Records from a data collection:
[Start of Attachment]

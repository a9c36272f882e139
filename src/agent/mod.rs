//! Agent-facing layer: the CLI seam, task execution, the judge, and the
//! evaluation session that drives the metrics.
//!
//! # Module Structure
//!
//! - `command`: subprocess seam ([`CommandRunner`], [`PathLookup`])
//! - `cli`: availability probe and its process-wide cache
//! - `executor`: bounded task execution
//! - `evaluator` / `scorer`: LLM-as-judge scoring of task responses
//! - `adapter` / `replay`: live and replayed [`PromptExecutor`](crate::metrics::PromptExecutor)s
//! - `parallel`: metric fan-out
//! - `progress`: live status line
//! - `workspace`: git worktree isolation
//! - `session`: end-to-end evaluation and task battery

pub mod adapter;
pub mod cli;
pub mod command;
pub mod evaluator;
pub mod executor;
pub mod parallel;
pub mod progress;
pub mod replay;
pub mod result;
pub mod scorer;
pub mod session;
pub mod tasks;
pub mod workspace;

pub use adapter::CliExecutorAdapter;
pub use cli::{
    cli_status_cache, get_cli_status, install_cli_probe, reset_cli_cache, CliProbe, CliStatus,
    CliStatusCache, INSTALL_HINT,
};
pub use command::{CommandRunner, Invocation, PathLookup, ProcessRunner, SystemPath};
pub use evaluator::{EvaluationResult, Evaluator};
pub use executor::{parse_json_output, CliResponse, Executor};
pub use parallel::{run_metrics_parallel, run_metrics_sequential, ParallelResult};
pub use progress::{EvalProgress, MetricProgress, MetricStatus};
pub use replay::{load_responses, save_responses, DebugResponse, ReplayExecutor};
pub use result::{TaskResult, TaskStatus};
pub use scorer::{get_rubric, ScoreResult, Scorer};
pub use session::{
    run_evaluation, run_task_battery, weighted_score, BatteryReport, EvalMode, EvalSession,
    EvaluationSummary, MetricSummary, TaskOutcome,
};
pub use tasks::{all_tasks, task_by_id, Task};
pub use workspace::Workspace;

[End of Attachment]

*WORK ORDER*
All lines above that include the word "judge" must be copied into the answer.

*TASK RESPONSE*
//! Agent-facing layer: the CLI seam, task execution, the judge, and the
//! - `evaluator` / `scorer`: LLM-as-judge scoring of task responses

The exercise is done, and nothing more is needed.